UNITED STATES DISTRICT COURT FOR THE MIDDLE DISTRICT OF PENNSYLVANIA
Jan 9, 2013
Civil Case No. 3:11-CV-2302 (M.D. Pa. Jan. 9, 2013)

Summary

entering judgment for employer/plan administrator where the plaintiff failed to produce evidence that created "legitimate question regarding whether [the employer] had some degree of control over the decision to deny [the plaintiff's] application for disability benefits" where another entity was identified "as the claims administrator under the Plan with discretionary authority to interpret the Plan and make claim determinations"

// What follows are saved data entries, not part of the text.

//! Read-only brand/model/trim reference data.
//!
//! The catalog is injected wherever brand/model/trim validation is needed,
//! so callers can swap the seeded in-memory tree for any other source
//! without touching the engines.

use serde::{Deserialize, Serialize};

#[derive(Clone, Debug, PartialEq, Eq, Serialize, Deserialize)]
pub struct Trim {
    pub id: String,
    pub name: String,
}

#[derive(Clone, Debug, PartialEq, Eq, Serialize, Deserialize)]
pub struct Model {
    pub id: String,
    pub name: String,
    pub trims: Vec<Trim>,
}

#[derive(Clone, Debug, PartialEq, Eq, Serialize, Deserialize)]
pub struct Brand {
    pub id: String,
    pub name: String,
    pub models: Vec<Model>,
}

pub trait CatalogProvider: Send + Sync {
    fn brands(&self) -> &[Brand];

    fn governorates(&self) -> &[String];

    /// Resolves a brand/model/trim chain by id or display name,
    /// case-insensitively.
    fn resolve(&self, brand: &str, model: &str, trim: &str) -> Option<(&Brand, &Model, &Trim)> {
        let brand = self
            .brands()
            .iter()
            .find(|candidate| name_matches(&candidate.id, &candidate.name, brand))?;
        let model = brand
            .models
            .iter()
            .find(|candidate| name_matches(&candidate.id, &candidate.name, model))?;
        let trim = model
            .trims
            .iter()
            .find(|candidate| name_matches(&candidate.id, &candidate.name, trim))?;
        Some((brand, model, trim))
    }
}

fn name_matches(id: &str, name: &str, wanted: &str) -> bool {
    id.eq_ignore_ascii_case(wanted.trim()) || name.eq_ignore_ascii_case(wanted.trim())
}

#[derive(Clone, Debug)]
pub struct InMemoryCatalog {
    brands: Vec<Brand>,
    governorates: Vec<String>,
}

impl CatalogProvider for InMemoryCatalog {
    fn brands(&self) -> &[Brand] {
        &self.brands
    }

    fn governorates(&self) -> &[String] {
        &self.governorates
    }
}

impl InMemoryCatalog {
    pub fn new(brands: Vec<Brand>, governorates: Vec<String>) -> Self {
        Self { brands, governorates }
    }

    /// The marketplace launch catalog.
    pub fn seeded() -> Self {
        Self::new(seed_brands(), seed_governorates())
    }
}

impl Default for InMemoryCatalog {
    fn default() -> Self {
        Self::seeded()
    }
}

fn trim(id: &str, name: &str) -> Trim {
    Trim { id: id.to_string(), name: name.to_string() }
}

fn model(id: &str, name: &str, trims: Vec<Trim>) -> Model {
    Model { id: id.to_string(), name: name.to_string(), trims }
}

fn seed_brands() -> Vec<Brand> {
    vec![
        Brand {
            id: "toyota".to_string(),
            name: "Toyota".to_string(),
            models: vec![
                model(
                    "land-cruiser",
                    "Land Cruiser",
                    vec![trim("gx", "GX"), trim("gxr", "GXR"), trim("vx", "VX"), trim("vxr", "VXR")],
                ),
                model(
                    "camry",
                    "Camry",
                    vec![trim("le", "LE"), trim("se", "SE"), trim("xle", "XLE"), trim("xse", "XSE")],
                ),
            ],
        },
        Brand {
            id: "bmw".to_string(),
            name: "BMW".to_string(),
            models: vec![
                model(
                    "x6",
                    "X6",
                    vec![
                        trim("xdrive40i", "xDrive40i"),
                        trim("m60i", "M60i"),
                        trim("m-competition", "M Competition"),
                    ],
                ),
                model("530i", "530i", vec![trim("standard", "Standard"), trim("msport", "M Sport")]),
            ],
        },
        Brand {
            id: "kia".to_string(),
            name: "Kia".to_string(),
            models: vec![
                model(
                    "sportage",
                    "Sportage",
                    vec![trim("lx", "LX"), trim("ex", "EX"), trim("sx", "SX")],
                ),
                model("sorento", "Sorento", vec![trim("l", "L"), trim("lx", "LX"), trim("s", "S")]),
            ],
        },
    ]
}

fn seed_governorates() -> Vec<String> {
    ["Baghdad", "Basra", "Erbil", "Sulaymaniyah", "Duhok", "Nineveh", "Anbar", "Diyala"]
        .into_iter()
        .map(str::to_string)
        .collect()
}

#[cfg(test)]
mod tests {
    use super::{CatalogProvider, InMemoryCatalog};

    #[test]
    fn seeded_catalog_exposes_brand_tree() {
        let catalog = InMemoryCatalog::seeded();
        assert_eq!(catalog.brands().len(), 3);
        assert_eq!(catalog.governorates().len(), 8);
    }

    #[test]
    fn resolves_chain_by_id() {
        let catalog = InMemoryCatalog::seeded();
        let (brand, model, trim) =
            catalog.resolve("toyota", "land-cruiser", "vxr").expect("chain should resolve");
        assert_eq!(brand.name, "Toyota");
        assert_eq!(model.name, "Land Cruiser");
        assert_eq!(trim.name, "VXR");
    }

    #[test]
    fn resolves_chain_by_display_name_case_insensitively() {
        let catalog = InMemoryCatalog::seeded();
        assert!(catalog.resolve("BMW", "x6", "m60i").is_some());
        assert!(catalog.resolve("Kia", "Sportage", "EX").is_some());
    }

    #[test]
    fn unknown_trim_does_not_resolve() {
        let catalog = InMemoryCatalog::seeded();
        assert!(catalog.resolve("toyota", "camry", "vxr").is_none());
        assert!(catalog.resolve("lada", "niva", "base").is_none());
    }
}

Summary of this case from Aicher v. IBEW Local Union No. 269 Joint Tr. Funds Office

Opinion

Civil Case No. 3:11-CV-2302

01-09-2013

MATTHEW J. MURRAY Plaintiff v. JELD-WEN INC., PRUDENTIAL INSURANCE CO. OF AMERICA Defendants


(JUDGE RICHARD P. CONABOY)


MEMORANDUM

We consider here a Motion for Summary Judgement (Doc. 30) filed by Defendants JELD-WEN, Inc. ("JW") and Prudential Insurance Company of America ("Prudential"), the only remaining Defendants in this case. That motion has been fully briefed (Docs. 32, 35, and 37) by the parties and this matter is now ripe for disposition.

By Order dated September 19, 2012 (Doc. 29) Defendant Shasta Administrative Services' Motion for Summary Judgment was granted and Shasta was accordingly dismissed as a Defendant.

I. Background.

The Amended Complaint (Doc. 8) filed by Plaintiff Matthew J. Murray ("Murray") seeks relief under the Employee Retirement Income Security Act of 1974 ("ERISA") to obtain disability benefits provided by a Master Benefit Plan (the "Plan") created by JW, Murray's employer, and underwritten by Prudential. Murray was employed by JW from April, 2007 until June, 2010 when, he alleges, he became disabled due to Bipolar Mood Disorder and related conditions." (Doc. 8 at ¶¶ 6 and 7). Plaintiff Murray's treating physician, Dr. Pamela Leib, a psychiatrist, released Murray to return to work on June 6, 2010. (Doc. 31, ¶ 7; Doc. 36, ¶ 7). On June 7, 2010, Murray claims his mental condition became once again disabling. (Doc. 31, ¶ 9; Doc. 36, ¶ 9). On November 1, 2010, Prudential, in its role as claims administrator of the Plan, determined that Murray was not disabled (Doc. 8 at ¶ 11) and his final appeal was denied by Prudential on November 2, 2011 (Doc. 8 at ¶ 15). Finally, Murray alleges that he has complied with all his obligations under the Plan and that Prudential and JW acted in an arbitrary and capricious manner in denying his claim for disability benefits. (Doc. 8 ¶'s 17 and 23). In the damages clause of his Amended Complaint Murray seeks "all benefits due and owing under the policy, plus interest" and various other forms of relief. (Doc. 8 at ¶ 4).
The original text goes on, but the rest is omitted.